Required action: Every line of the data below that holds the string "unwrap" needs to be reported.
________________
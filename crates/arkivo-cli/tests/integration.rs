//! Integration tests for CLI commands.

use std::io::Write;
use std::process::{Command, Stdio};

use tempfile::NamedTempFile;

fn run_cli(args: &[&str]) -> (Option<i32>, String, String) {
    let output = Command::new(env!("CARGO_BIN_EXE_arkivo"))
        .args(args)
        .env_remove("RUST_LOG")
        .output()
        .expect("Failed to execute CLI");

    let stdout = String::from_utf8(output.stdout).unwrap();
    let stderr = String::from_utf8(output.stderr).unwrap();

    (output.status.code(), stdout, stderr)
}

fn run_cli_with_stdin(args: &[&str], stdin: &str) -> (Option<i32>, String, String) {
    let mut child = Command::new(env!("CARGO_BIN_EXE_arkivo"))
        .args(args)
        .env_remove("RUST_LOG")
        .stdin(Stdio::piped())
        .stdout(Stdio::piped())
        .stderr(Stdio::piped())
        .spawn()
        .expect("Failed to execute CLI");

    child
        .stdin
        .take()
        .unwrap()
        .write_all(stdin.as_bytes())
        .unwrap();
    let output = child.wait_with_output().unwrap();

    (
        output.status.code(),
        String::from_utf8(output.stdout).unwrap(),
        String::from_utf8(output.stderr).unwrap(),
    )
}

#[test]
fn test_normalize_command() {
    let (code, stdout, _) = run_cli(&["normalize", "000123.4500"]);
    assert_eq!(code, Some(0));
    assert_eq!(stdout.trim(), "123.45");
}

#[test]
fn test_normalize_accepts_leading_minus() {
    let (code, stdout, _) = run_cli(&["normalize", "-0"]);
    assert_eq!(code, Some(0));
    assert_eq!(stdout.trim(), "0");

    let (code, stdout, _) = run_cli(&["normalize", "--", "-----864.3135"]);
    assert_eq!(code, Some(0));
    assert_eq!(stdout.trim(), "-864.3135");
}

#[test]
fn test_normalize_json_output() {
    let (code, stdout, _) = run_cli(&["normalize", "--json", ".50"]);
    assert_eq!(code, Some(0));
    let value: serde_json::Value = serde_json::from_str(stdout.trim()).expect("Invalid JSON");
    assert_eq!(value["input"], ".50");
    assert_eq!(value["canonical"], "0.5");
}

#[test]
fn test_normalize_rejects_malformed_input() {
    let (code, stdout, stderr) = run_cli(&["normalize", "12ab"]);
    assert_eq!(code, Some(1));
    assert!(stdout.is_empty());
    assert!(stderr.contains("Error: malformed decimal"), "{stderr}");
}

#[test]
fn test_compare_command() {
    let (code, stdout, _) = run_cli(&["compare", "12.34", "12.345"]);
    assert_eq!(code, Some(0));
    assert_eq!(stdout.trim(), "-1");

    let (_, stdout, _) = run_cli(&["compare", "234397293", "234397293"]);
    assert_eq!(stdout.trim(), "0");

    let (_, stdout, _) = run_cli(&["compare", "--", "630397283", "-630397283"]);
    assert_eq!(stdout.trim(), "1");
}

#[test]
fn test_compare_json_output() {
    let (code, stdout, _) = run_cli(&["compare", "--json", "1.0", "1"]);
    assert_eq!(code, Some(0));
    let value: serde_json::Value = serde_json::from_str(stdout.trim()).expect("Invalid JSON");
    assert_eq!(value["ordering"], 0);
}

#[test]
fn test_add_command() {
    let (code, stdout, _) = run_cli(&["add", "999.999", "0.001"]);
    assert_eq!(code, Some(0));
    assert_eq!(stdout.trim(), "1000");

    let (_, stdout, _) = run_cli(&["add", "12345678901234567890", "0.55"]);
    assert_eq!(stdout.trim(), "12345678901234567890.55");
}

#[test]
fn test_add_rejects_mixed_signs() {
    let (code, _, stderr) = run_cli(&["add", "--", "5", "-3"]);
    assert_eq!(code, Some(1));
    assert!(stderr.contains("opposite signs"), "{stderr}");
}

#[test]
fn test_sum_from_file() {
    let mut file = NamedTempFile::new().unwrap();
    writeln!(file, "0.1").unwrap();
    writeln!(file).unwrap();
    writeln!(file, "0.2").unwrap();
    writeln!(file, "1.700").unwrap();

    let path = file.path().to_string_lossy().to_string();
    let (code, stdout, _) = run_cli(&["sum", &path]);
    assert_eq!(code, Some(0));
    assert_eq!(stdout.trim(), "2");

    let (_, stdout, _) = run_cli(&["sum", &path, "--json"]);
    let value: serde_json::Value = serde_json::from_str(stdout.trim()).expect("Invalid JSON");
    assert_eq!(value["count"], 3);
    assert_eq!(value["sum"], "2");
}

#[test]
fn test_sum_from_stdin() {
    let (code, stdout, _) = run_cli_with_stdin(&["sum"], "123\n877\n");
    assert_eq!(code, Some(0));
    assert_eq!(stdout.trim(), "1000");
}

#[test]
fn test_sum_reports_bad_line() {
    let (code, _, stderr) = run_cli_with_stdin(&["sum"], "1\n2\nx\n");
    assert_eq!(code, Some(1));
    assert!(stderr.contains("line 3"), "{stderr}");
}

#[test]
fn test_sum_missing_file() {
    let (code, _, stderr) = run_cli(&["sum", "/nonexistent/arkivo/input.txt"]);
    assert_eq!(code, Some(1));
    assert!(stderr.contains("Failed to read file"), "{stderr}");
}

#[test]
fn test_check_command() {
    let (code, stdout, _) = run_cli(&["check", "4", "4.00"]);
    assert_eq!(code, Some(0));
    assert_eq!(stdout.trim(), "correct");

    let (code, stdout, _) = run_cli(&["check", "4", "4.01"]);
    assert_eq!(code, Some(0));
    assert_eq!(stdout.trim(), "incorrect");
}

#[test]
fn test_check_strict_exit_code() {
    let (code, stdout, _) = run_cli(&["check", "--strict", "0.3", "0.30000000000000004"]);
    assert_eq!(code, Some(2));
    assert_eq!(stdout.trim(), "incorrect");
}

#[test]
fn test_check_json_output() {
    let (code, stdout, _) = run_cli(&["check", "--json", "0.3", "00.30"]);
    assert_eq!(code, Some(0));
    let value: serde_json::Value = serde_json::from_str(stdout.trim()).expect("Invalid JSON");
    assert_eq!(value["correct"], true);
    assert_eq!(value["given"], "0.3");
}

#[test]
fn test_check_rejects_invalid_answer() {
    let (code, _, stderr) = run_cli(&["check", "4", "four"]);
    assert_eq!(code, Some(1));
    assert!(stderr.contains("Invalid submitted answer"), "{stderr}");
}

#[test]
fn test_piped_logs_are_plain_text() {
    let (code, stdout, stderr) = run_cli(&["-vvv", "normalize", "0010"]);
    assert_eq!(code, Some(0));
    assert_eq!(stdout.trim(), "10");
    assert!(stderr.contains("normalized decimal string"), "{stderr}");
    assert!(!stderr.contains('\u{1b}'), "{stderr:?}");
}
________________
Solution for this exercise:
    let stdout = String::from_utf8(output.stdout).unwrap();
    let stderr = String::from_utf8(output.stderr).unwrap();
        .unwrap()
        .unwrap();
    let output = child.wait_with_output().unwrap();
        String::from_utf8(output.stdout).unwrap(),
        String::from_utf8(output.stderr).unwrap(),
    let mut file = NamedTempFile::new().unwrap();
    writeln!(file, "0.1").unwrap();
    writeln!(file).unwrap();
    writeln!(file, "0.2").unwrap();
    writeln!(file, "1.700").unwrap();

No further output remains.